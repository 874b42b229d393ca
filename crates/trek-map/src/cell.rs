//! Map cells and the factories that lay them out.

use trek_core::Point;

/// One square of a [`GridMap`](crate::GridMap). A cell is free while it
/// holds nothing.
#[derive(Debug, Clone, PartialEq, Eq)]
pub struct GridCell<T> {
    contents: Option<T>,
}

impl<T> Default for GridCell<T> {
    fn default() -> Self {
        Self::empty()
    }
}

impl<T> GridCell<T> {
    pub const fn empty() -> Self {
        Self { contents: None }
    }

    pub const fn occupied(contents: T) -> Self {
        Self {
            contents: Some(contents),
        }
    }

    #[inline]
    pub fn is_free(&self) -> bool {
        self.contents.is_none()
    }

    #[inline]
    pub fn contents(&self) -> Option<&T> {
        self.contents.as_ref()
    }

    #[inline]
    pub fn contents_mut(&mut self) -> Option<&mut T> {
        self.contents.as_mut()
    }

    /// Replace the contents, returning what was there before.
    pub fn set_contents(&mut self, contents: Option<T>) -> Option<T> {
        std::mem::replace(&mut self.contents, contents)
    }

    /// Empty the cell, returning its former contents.
    pub fn take(&mut self) -> Option<T> {
        self.contents.take()
    }
}

/// Produces the initial cell for each map position.
///
/// Any `Fn(Point) -> GridCell<T>` closure is a factory.
pub trait CellFactory<T> {
    fn cell(&self, pos: Point) -> GridCell<T>;
}

/// Lays out a map of empty cells.
#[derive(Debug, Clone, Copy, Default)]
pub struct DefaultCellFactory;

impl<T> CellFactory<T> for DefaultCellFactory {
    fn cell(&self, _pos: Point) -> GridCell<T> {
        GridCell::empty()
    }
}

impl<T, F: Fn(Point) -> GridCell<T>> CellFactory<T> for F {
    fn cell(&self, pos: Point) -> GridCell<T> {
        self(pos)
    }
}

#[cfg(test)]
mod tests {
    use super::*;

    #[test]
    fn cell_contents_lifecycle() {
        let mut cell = GridCell::empty();
        assert!(cell.is_free());
        assert_eq!(cell.set_contents(Some('@')), None);
        assert!(!cell.is_free());
        assert_eq!(cell.contents(), Some(&'@'));
        if let Some(c) = cell.contents_mut() {
            *c = '#';
        }
        assert_eq!(cell.take(), Some('#'));
        assert!(cell.is_free());
    }

    #[test]
    fn factories_build_cells() {
        let cell: GridCell<u8> = DefaultCellFactory.cell(Point::new(3, 4));
        assert!(cell.is_free());

        let walls = |p: Point| {
            if p.x == 0 {
                GridCell::occupied(1u8)
            } else {
                GridCell::empty()
            }
        };
        assert!(!walls.cell(Point::new(0, 5)).is_free());
        assert!(walls.cell(Point::new(1, 5)).is_free());
    }
}
//! A grid map for trek: cells holding entities, adjacency and range
//! queries, random sampling, line of sight, and A* path finding through
//! [`trek_astar`].
//!
//! ```
//! use trek_core::Point;
//! use trek_map::{GridMap, MapConfig, MapEntity};
//!
//! let mut map: GridMap<MapEntity> = GridMap::new(10, 10);
//! map.place(MapEntity::new(Point::new(2, 1), "rock")).unwrap();
//!
//! let path = map.find_path(Point::new(1, 1), Point::new(3, 1)).unwrap();
//! assert_eq!(path.len(), 5);
//!
//! let map = map.with_config(MapConfig::default().with_diagonal_movement(true));
//! assert_eq!(map.find_path(Point::new(1, 1), Point::new(3, 1)).unwrap().len(), 3);
//! ```

mod cell;
mod config;
mod entity;
mod error;
mod map;
mod metric;
mod neighbors;
mod random;
mod sight;

pub use cell::{CellFactory, DefaultCellFactory, GridCell};
pub use config::MapConfig;
pub use entity::{Entity, MapEntity};
pub use error::MapError;
pub use map::GridMap;
pub use metric::{Metric, chebyshev, euclidean, manhattan};
pub use neighbors::{GridNeighborFactory, GridNeighbors};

- - -

Problem to solve =
Return every line above exactly.

Task output =
repository 874b42b229d393ca
filename crates/trek-map/src/cell.rs
//! Map cells and the factories that lay them out.

use trek_core::Point;

/// One square of a [`GridMap`](crate::GridMap). A cell is free while it
/// holds nothing.
#[derive(Debug, Clone, PartialEq, Eq)]
pub struct GridCell<T> {
    contents: Option<T>,
}

impl<T> Default for GridCell<T> {
    fn default() -> Self {
        Self::empty()
    }
}

impl<T> GridCell<T> {
    pub const fn empty() -> Self {
        Self { contents: None }
    }

    pub const fn occupied(contents: T) -> Self {
        Self {
            contents: Some(contents),
        }
    }

    #[inline]
    pub fn is_free(&self) -> bool {
        self.contents.is_none()
    }

    #[inline]
    pub fn contents(&self) -> Option<&T> {
        self.contents.as_ref()
    }

    #[inline]
    pub fn contents_mut(&mut self) -> Option<&mut T> {
        self.contents.as_mut()
    }

    /// Replace the contents, returning what was there before.
    pub fn set_contents(&mut self, contents: Option<T>) -> Option<T> {
        std::mem::replace(&mut self.contents, contents)
    }

    /// Empty the cell, returning its former contents.
    pub fn take(&mut self) -> Option<T> {
        self.contents.take()
    }
}

/// Produces the initial cell for each map position.
///
/// Any `Fn(Point) -> GridCell<T>` closure is a factory.
pub trait CellFactory<T> {
    fn cell(&self, pos: Point) -> GridCell<T>;
}

/// Lays out a map of empty cells.
#[derive(Debug, Clone, Copy, Default)]
pub struct DefaultCellFactory;

impl<T> CellFactory<T> for DefaultCellFactory {
    fn cell(&self, _pos: Point) -> GridCell<T> {
        GridCell::empty()
    }
}

impl<T, F: Fn(Point) -> GridCell<T>> CellFactory<T> for F {
    fn cell(&self, pos: Point) -> GridCell<T> {
        self(pos)
    }
}

#[cfg(test)]
mod tests {
    use super::*;

    #[test]
    fn cell_contents_lifecycle() {
        let mut cell = GridCell::empty();
        assert!(cell.is_free());
        assert_eq!(cell.set_contents(Some('@')), None);
        assert!(!cell.is_free());
        assert_eq!(cell.contents(), Some(&'@'));
        if let Some(c) = cell.contents_mut() {
            *c = '#';
        }
        assert_eq!(cell.take(), Some('#'));
        assert!(cell.is_free());
    }

    #[test]
    fn factories_build_cells() {
        let cell: GridCell<u8> = DefaultCellFactory.cell(Point::new(3, 4));
        assert!(cell.is_free());

        let walls = |p: Point| {
            if p.x == 0 {
                GridCell::occupied(1u8)
            } else {
                GridCell::empty()
            }
        };
        assert!(!walls.cell(Point::new(0, 5)).is_free());
        assert!(walls.cell(Point::new(1, 5)).is_free());
    }
}
//! A grid map for trek: cells holding entities, adjacency and range
//! queries, random sampling, line of sight, and A* path finding through
//! [`trek_astar`].
//!
//! ```
//! use trek_core::Point;
//! use trek_map::{GridMap, MapConfig, MapEntity};
//!
//! let mut map: GridMap<MapEntity> = GridMap::new(10, 10);
//! map.place(MapEntity::new(Point::new(2, 1), "rock")).unwrap();
//!
//! let path = map.find_path(Point::new(1, 1), Point::new(3, 1)).unwrap();
//! assert_eq!(path.len(), 5);
//!
//! let map = map.with_config(MapConfig::default().with_diagonal_movement(true));
//! assert_eq!(map.find_path(Point::new(1, 1), Point::new(3, 1)).unwrap().len(), 3);
//! ```

mod cell;
mod config;
mod entity;
mod error;
mod map;
mod metric;
mod neighbors;
mod random;
mod sight;

pub use cell::{CellFactory, DefaultCellFactory, GridCell};
pub use config::MapConfig;
pub use entity::{Entity, MapEntity};
pub use error::MapError;
pub use map::GridMap;
pub use metric::{Metric, chebyshev, euclidean, manhattan};
pub use neighbors::{GridNeighborFactory, GridNeighbors};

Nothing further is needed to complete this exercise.